======== Data
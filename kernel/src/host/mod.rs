//! Host state and tool operations.
//!
//! [`HostState`] wires the execution environment, the session layer and the
//! host transfer roots together; the tool operations are methods on it.

pub mod state;
pub mod tools;

pub use state::HostState;
pub use tools::SessionSummary;
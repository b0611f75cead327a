//! pyexec kernel binary: loads settings, starts the janitor and serves the HTTP API.

use anyhow::Context;
use clap::Parser;
use pyexec_kernel::cli::Cli;
use pyexec_kernel::environment::{DockerEnvironment, ExecutionEnvironment, MemoryEnvironment};
use pyexec_kernel::host::HostState;
use pyexec_kernel::infrastructure::config::{Backend, Settings};
use pyexec_kernel::infrastructure::{audit, server, telemetry::TelemetryBuilder};
use pyexec_kernel::session::SystemClock;
use std::sync::Arc;
use tokio::signal;
use tracing::{error, info, warn};

#[tokio::main]
async fn main() -> anyhow::Result<()> {
    let cli = Cli::parse();
    let config = Settings::load(&cli.overrides()).context("Failed to load configuration")?;

    let _telemetry = TelemetryBuilder::from_settings(&config.telemetry, env!("CARGO_PKG_VERSION"))
        .init()
        .context("Failed to initialize telemetry")?;

    info!("pyexec kernel starting...");
    audit::log_audit(&audit::AuditEvent::SystemStartup {
        component: "Kernel".into(),
    });

    for dir in [config.workdirs.input_dir(), config.workdirs.output_dir()] {
        tokio::fs::create_dir_all(&dir)
            .await
            .with_context(|| format!("Failed to create workdir {}", dir.display()))?;
    }

    let environment: Arc<dyn ExecutionEnvironment> = match config.docker.backend {
        Backend::Docker => Arc::new(DockerEnvironment::new(config.docker.clone())),
        Backend::Memory => {
            warn!("Using the in-memory backend; code will not be executed");
            Arc::new(MemoryEnvironment::new())
        }
    };
    info!(
        backend = environment.name(),
        base_dir = %config.session.base_dir,
        ttl_secs = config.session.ttl_secs,
        max_sessions = config.session.max_sessions,
        persist_current = config.session.persist_current,
        "Execution environment selected"
    );

    let state = Arc::new(
        HostState::new(
            environment,
            Arc::new(SystemClock),
            &config.session,
            &config.workdirs,
        )
        .context("Failed to initialize host state")?,
    );
    state.start_janitor();

    if let Err(e) = server::run_server(&config, state.clone(), shutdown_signal()).await {
        error!("Control Plane failed: {:?}", e);
    }

    info!("Shutdown signal received, cleaning up...");
    state.shutdown().await;
    audit::log_audit(&audit::AuditEvent::SystemShutdown {
        reason: "Signal received".into(),
    });

    info!("pyexec kernel shutdown complete.");
    Ok(())
}

async fn shutdown_signal() {
    let ctrl_c = async {
        if let Err(e) = signal::ctrl_c().await {
            error!("Failed to install Ctrl+C handler: {e}");
            std::future::pending::<()>().await;
        }
    };

    #[cfg(unix)]
    let terminate = async {
        match signal::unix::signal(signal::unix::SignalKind::terminate()) {
            Ok(mut stream) => {
                stream.recv().await;
            }
            Err(e) => {
                error!("Failed to install SIGTERM handler: {e}");
                std::future::pending::<()>().await;
            }
        }
    };

    #[cfg(not(unix))]
    let terminate = std::future::pending::<()>();

    tokio::select! {
        () = ctrl_c => {},
        () = terminate => {},
    }
}
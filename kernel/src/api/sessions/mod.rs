//! REST API endpoints for session management.
//!
//! Sessions are isolated workspaces inside the shared execution environment.
//! These endpoints create, list and close them and expose the current
//! session.

pub mod handlers;
pub mod routes;
pub mod types;

pub use routes::routes;
pub use types::{
    CurrentSessionResponse, HealthResponse, ListSessionsResponse, MessageResponse,
    SessionResponse,
};
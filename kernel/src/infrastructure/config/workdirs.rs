//! Host directories used for file transfer.
//!
//! Uploads are read from the input directory and downloads are written to the
//! output directory. Both fall back to `base` when unset.

use serde::Deserialize;
use std::path::PathBuf;

/// Host transfer roots.
#[derive(Debug, Deserialize, Clone, Default)]
pub struct WorkdirSettings {
    /// Fallback for both directions.
    pub base: PathBuf,
    /// Root for `cp_in` sources.
    pub input: Option<PathBuf>,
    /// Root for `cp_out` targets.
    pub output: Option<PathBuf>,
}

impl WorkdirSettings {
    /// Effective upload root.
    #[must_use]
    pub fn input_dir(&self) -> PathBuf {
        self.input.clone().unwrap_or_else(|| self.base.clone())
    }

    /// Effective download root.
    #[must_use]
    pub fn output_dir(&self) -> PathBuf {
        self.output.clone().unwrap_or_else(|| self.base.clone())
    }
}
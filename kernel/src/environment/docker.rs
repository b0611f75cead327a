//! Docker-backed execution environment.
//!
//! A single long-lived container hosts every session. All interaction goes
//! through the docker CLI; arguments are passed as argv so no path or code is
//! ever interpolated into a shell string.

use async_trait::async_trait;
use std::io::ErrorKind;
use std::path::Path;
use std::process::{Output, Stdio};
use tokio::io::AsyncWriteExt;
use tokio::process::Command;
use tracing::{debug, info, instrument, warn};

use super::{CommandOutput, EnvironmentError, ExecutionEnvironment};
use crate::infrastructure::config::DockerSettings;

/// Writes stdin to `$1`, creating its parent directory first.
const WRITE_SCRIPT: &str = r#"mkdir -p "$(dirname "$1")" && cat > "$1""#;

/// Shared container driven through the docker CLI.
#[derive(Debug)]
pub struct DockerEnvironment {
    settings: DockerSettings,
    startup: tokio::sync::Mutex<()>,
}

impl DockerEnvironment {
    /// Creates a handle; the container is started lazily by `ensure_ready`.
    #[must_use]
    pub fn new(settings: DockerSettings) -> Self {
        Self {
            settings,
            startup: tokio::sync::Mutex::new(()),
        }
    }

    fn container(&self) -> &str {
        &self.settings.container_name
    }

    /// `docker run` argv for a fresh container.
    fn run_args(&self) -> Vec<String> {
        vec![
            "run".to_string(),
            "-d".to_string(),
            "--name".to_string(),
            self.container().to_string(),
            "-w".to_string(),
            "/workspace".to_string(),
            self.settings.image.clone(),
            "tail".to_string(),
            "-f".to_string(),
            "/dev/null".to_string(),
        ]
    }

    /// `docker exec` argv running `argv` inside the container.
    fn exec_args(&self, argv: &[&str], workdir: Option<&str>, interactive: bool) -> Vec<String> {
        let mut args = vec!["exec".to_string()];
        if interactive {
            args.push("-i".to_string());
        }
        if let Some(dir) = workdir {
            args.extend(["-w".to_string(), dir.to_string()]);
        }
        args.push(self.container().to_string());
        args.extend(argv.iter().map(|s| (*s).to_string()));
        args
    }

    fn command_line(&self, args: &[String]) -> String {
        format!("{} {}", self.settings.binary, args.join(" "))
    }

    /// Runs the docker CLI and returns its raw output.
    ///
    /// Feeding stdin and collecting output share one deadline, so a child
    /// that stops reading its input still times out.
    async fn invoke(
        &self,
        args: &[String],
        stdin: Option<&[u8]>,
    ) -> Result<Output, EnvironmentError> {
        let command = self.command_line(args);
        debug!(command = %command, "docker invocation");

        let mut child = Command::new(&self.settings.binary)
            .args(args)
            .stdin(if stdin.is_some() {
                Stdio::piped()
            } else {
                Stdio::null()
            })
            .stdout(Stdio::piped())
            .stderr(Stdio::piped())
            .kill_on_drop(true)
            .spawn()
            .map_err(|e| EnvironmentError::Spawn {
                command: command.clone(),
                source: e,
            })?;

        let feed = stdin.zip(child.stdin.take());
        let write_input = async move {
            let Some((input, mut pipe)) = feed else {
                return Ok(());
            };
            let written = async {
                pipe.write_all(input).await?;
                pipe.shutdown().await
            }
            .await;
            match written {
                // The child exited without draining stdin; its status tells the rest
                Err(e) if e.kind() == ErrorKind::BrokenPipe => Ok(()),
                other => other,
            }
        };
        let run = async move {
            let ((), output) = tokio::try_join!(write_input, child.wait_with_output())?;
            Ok::<_, std::io::Error>(output)
        };

        let timeout = self.settings.command_timeout();
        match tokio::time::timeout(timeout, run).await {
            Ok(Ok(output)) => Ok(output),
            Ok(Err(e)) => Err(EnvironmentError::Spawn { command, source: e }),
            Err(_) => {
                warn!(command = %command, "docker invocation timed out");
                Err(EnvironmentError::Timeout {
                    command,
                    after: timeout,
                })
            }
        }
    }

    /// Runs the docker CLI, returning its output whatever the exit code.
    async fn docker(
        &self,
        args: &[String],
        stdin: Option<&[u8]>,
    ) -> Result<CommandOutput, EnvironmentError> {
        let output = self.invoke(args, stdin).await?;
        Ok(CommandOutput {
            stdout: String::from_utf8_lossy(&output.stdout).into_owned(),
            stderr: String::from_utf8_lossy(&output.stderr).into_owned(),
            exit_code: output.status.code().unwrap_or(-1),
        })
    }

    /// Like [`Self::docker`] but a non-zero exit is an error.
    async fn docker_checked(
        &self,
        args: &[String],
        stdin: Option<&[u8]>,
    ) -> Result<CommandOutput, EnvironmentError> {
        let output = self.docker(args, stdin).await?;
        if output.success() {
            Ok(output)
        } else {
            Err(EnvironmentError::CommandFailed {
                command: self.command_line(args),
                exit_code: output.exit_code,
                stderr: output.stderr.trim().to_string(),
            })
        }
    }

    async fn list_containers(&self, all: bool) -> Result<bool, EnvironmentError> {
        let mut args = vec!["ps".to_string()];
        if all {
            args.push("-a".to_string());
        }
        args.extend([
            "--filter".to_string(),
            format!("name={}", self.container()),
            "--format".to_string(),
            "{{.Names}}".to_string(),
        ]);
        let output = self.docker_checked(&args, None).await?;
        Ok(output.stdout.lines().any(|name| name == self.container()))
    }

    /// Creates or starts the container. Caller holds the startup lock.
    async fn init_container(&self) -> Result<String, EnvironmentError> {
        let mut messages = Vec::new();

        if self.list_containers(true).await? {
            if self.list_containers(false).await? {
                messages.push(format!("Container '{}' is already running.", self.container()));
                return Ok(messages.join("\n"));
            }
            messages.push(format!("Starting existing container '{}'.", self.container()));
            self.docker_checked(&["start".to_string(), self.container().to_string()], None)
                .await?;
        } else {
            messages.push(format!(
                "Creating and starting container '{}'.",
                self.container()
            ));
            self.docker_checked(&self.run_args(), None).await?;
        }

        if !self.settings.bootstrap_packages.is_empty() {
            messages.push(format!(
                "Installing {} inside container...",
                self.settings.bootstrap_packages.join(", ")
            ));
            let mut argv = vec![self.settings.python.as_str(), "-m", "pip", "install"];
            argv.extend(self.settings.bootstrap_packages.iter().map(String::as_str));
            self.docker_checked(&self.exec_args(&argv, None, false), None)
                .await?;
        }

        info!(container = %self.container(), "Container ready");
        Ok(messages.join("\n"))
    }
}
================
What is required: The exercise is to copy out every line above that has the word "bool" in it.

Result of this exercise:
    fn exec_args(&self, argv: &[&str], workdir: Option<&str>, interactive: bool) -> Vec<String> {
    async fn list_containers(&self, all: bool) -> Result<bool, EnvironmentError> {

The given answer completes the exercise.